//! Coordinate and point-of-interest types.

use serde::{Deserialize, Serialize};

/// A geographic coordinate in decimal degrees.
///
/// # Examples
///
/// ```
/// use road_tsp::models::Coord;
///
/// let plaza = Coord::new(4.5981, -74.0760);
/// assert!(plaza.is_finite());
/// ```
#[derive(Debug, Clone, Copy, PartialEq, Serialize, Deserialize)]
pub struct Coord {
    /// Latitude in decimal degrees.
    pub lat: f64,
    /// Longitude in decimal degrees.
    pub lon: f64,
}

impl Coord {
    /// Creates a coordinate from latitude and longitude.
    pub fn new(lat: f64, lon: f64) -> Self {
        Self { lat, lon }
    }

    /// Returns `true` if both components are finite.
    pub fn is_finite(&self) -> bool {
        self.lat.is_finite() && self.lon.is_finite()
    }
}

/// A location to be visited by a tour, distinct from ordinary road
/// intersections.
///
/// Points of interest arrive from an external source (the caller parses
/// them out of a point list) and are bound to a concrete network node by
/// [`Integrator`](crate::integration::Integrator).
///
/// # Examples
///
/// ```
/// use road_tsp::models::{Coord, PointOfInterest};
///
/// let poi = PointOfInterest::new(7, "Museo del Oro", Coord::new(4.6018, -74.0722));
/// assert_eq!(poi.id(), 7);
/// assert_eq!(poi.name(), "Museo del Oro");
/// ```
#[derive(Debug, Clone, PartialEq, Serialize, Deserialize)]
pub struct PointOfInterest {
    id: u64,
    name: String,
    coord: Coord,
}

impl PointOfInterest {
    /// Creates a point of interest with a stable external id.
    pub fn new(id: u64, name: impl Into<String>, coord: Coord) -> Self {
        Self {
            id,
            name: name.into(),
            coord,
        }
    }

    /// Stable external identifier.
    pub fn id(&self) -> u64 {
        self.id
    }

    /// Display name.
    pub fn name(&self) -> &str {
        &self.name
    }

    /// Raw coordinate, before any snapping to the network.
    pub fn coord(&self) -> Coord {
        self.coord
    }
}
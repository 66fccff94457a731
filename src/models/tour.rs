//! Tour result and algorithm selection types.

use std::fmt;
use std::str::FromStr;
use std::time::Duration;

use serde::{Deserialize, Serialize};
use thiserror::Error;

/// The fixed set of tour solvers.
///
/// Selection at the API boundary happens by name; the set is closed because
/// each variant has distinct capacity and timeout semantics.
///
/// # Examples
///
/// ```
/// use road_tsp::models::Algorithm;
///
/// let alg: Algorithm = "held_karp".parse().unwrap();
/// assert_eq!(alg, Algorithm::HeldKarp);
/// assert_eq!(alg.name(), "held_karp");
/// assert!("simulated_annealing".parse::<Algorithm>().is_err());
/// ```
#[derive(Debug, Clone, Copy, PartialEq, Eq, Hash, Serialize, Deserialize)]
#[serde(rename_all = "snake_case")]
pub enum Algorithm {
    /// Exhaustive permutation search. Optimal, O(n!·n).
    BruteForce,
    /// Held–Karp subset dynamic programming. Optimal, O(n²·2ⁿ).
    HeldKarp,
    /// Nearest-neighbor construction plus 2-opt local search. Heuristic.
    #[serde(rename = "2opt")]
    TwoOpt,
}

impl Algorithm {
    /// Stable external name of this algorithm.
    pub fn name(&self) -> &'static str {
        match self {
            Self::BruteForce => "brute_force",
            Self::HeldKarp => "held_karp",
            Self::TwoOpt => "2opt",
        }
    }

    /// Returns `true` if this solver guarantees an optimal tour.
    pub fn is_exact(&self) -> bool {
        matches!(self, Self::BruteForce | Self::HeldKarp)
    }
}

impl fmt::Display for Algorithm {
    fn fmt(&self, f: &mut fmt::Formatter<'_>) -> fmt::Result {
        f.write_str(self.name())
    }
}

/// Error returned when an algorithm name is not one of the fixed set.
#[derive(Debug, Clone, PartialEq, Eq, Error)]
#[error("unknown algorithm `{0}`; expected one of brute_force, held_karp, 2opt")]
pub struct ParseAlgorithmError(pub String);

impl FromStr for Algorithm {
    type Err = ParseAlgorithmError;

    fn from_str(s: &str) -> Result<Self, Self::Err> {
        match s {
            "brute_force" => Ok(Self::BruteForce),
            "held_karp" => Ok(Self::HeldKarp),
            "2opt" => Ok(Self::TwoOpt),
            other => Err(ParseAlgorithmError(other.to_owned())),
        }
    }
}

/// A closed visitation order over point-of-interest indices.
///
/// The order has length N+1: it starts and ends at the same fixed start
/// index and visits every other index exactly once. Tours are immutable
/// once constructed; a new evaluation produces new tours.
#[derive(Debug, Clone, PartialEq, Serialize, Deserialize)]
pub struct Tour {
    order: Vec<usize>,
    total_distance: f64,
    elapsed: Duration,
    optimal: bool,
    algorithm: Algorithm,
}

impl Tour {
    pub(crate) fn new(
        order: Vec<usize>,
        total_distance: f64,
        elapsed: Duration,
        algorithm: Algorithm,
    ) -> Self {
        Self {
            order,
            total_distance,
            elapsed,
            optimal: algorithm.is_exact(),
            algorithm,
        }
    }

    /// Visitation order over POI indices, start index repeated at both ends.
    pub fn order(&self) -> &[usize] {
        &self.order
    }

    /// Total tour distance in meters.
    pub fn total_distance(&self) -> f64 {
        self.total_distance
    }

    /// Wall-clock time the solver spent.
    pub fn elapsed(&self) -> Duration {
        self.elapsed
    }

    /// `true` only for tours produced by an exact solver.
    pub fn is_optimal(&self) -> bool {
        self.optimal
    }

    /// The solver that produced this tour.
    pub fn algorithm(&self) -> Algorithm {
        self.algorithm
    }

    /// Number of distinct points visited (excluding the closing repeat).
    pub fn len(&self) -> usize {
        self.order.len().saturating_sub(1)
    }

    /// Returns `true` if the tour visits no points.
    pub fn is_empty(&self) -> bool {
        self.len() == 0
    }
}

# # #

• [EXERCISE REQUIREMENTS] Every line containing the string "plaza" in the entries should be counted; give the resulting number and nothing else.

• [PROBLEM SOLUTION] 2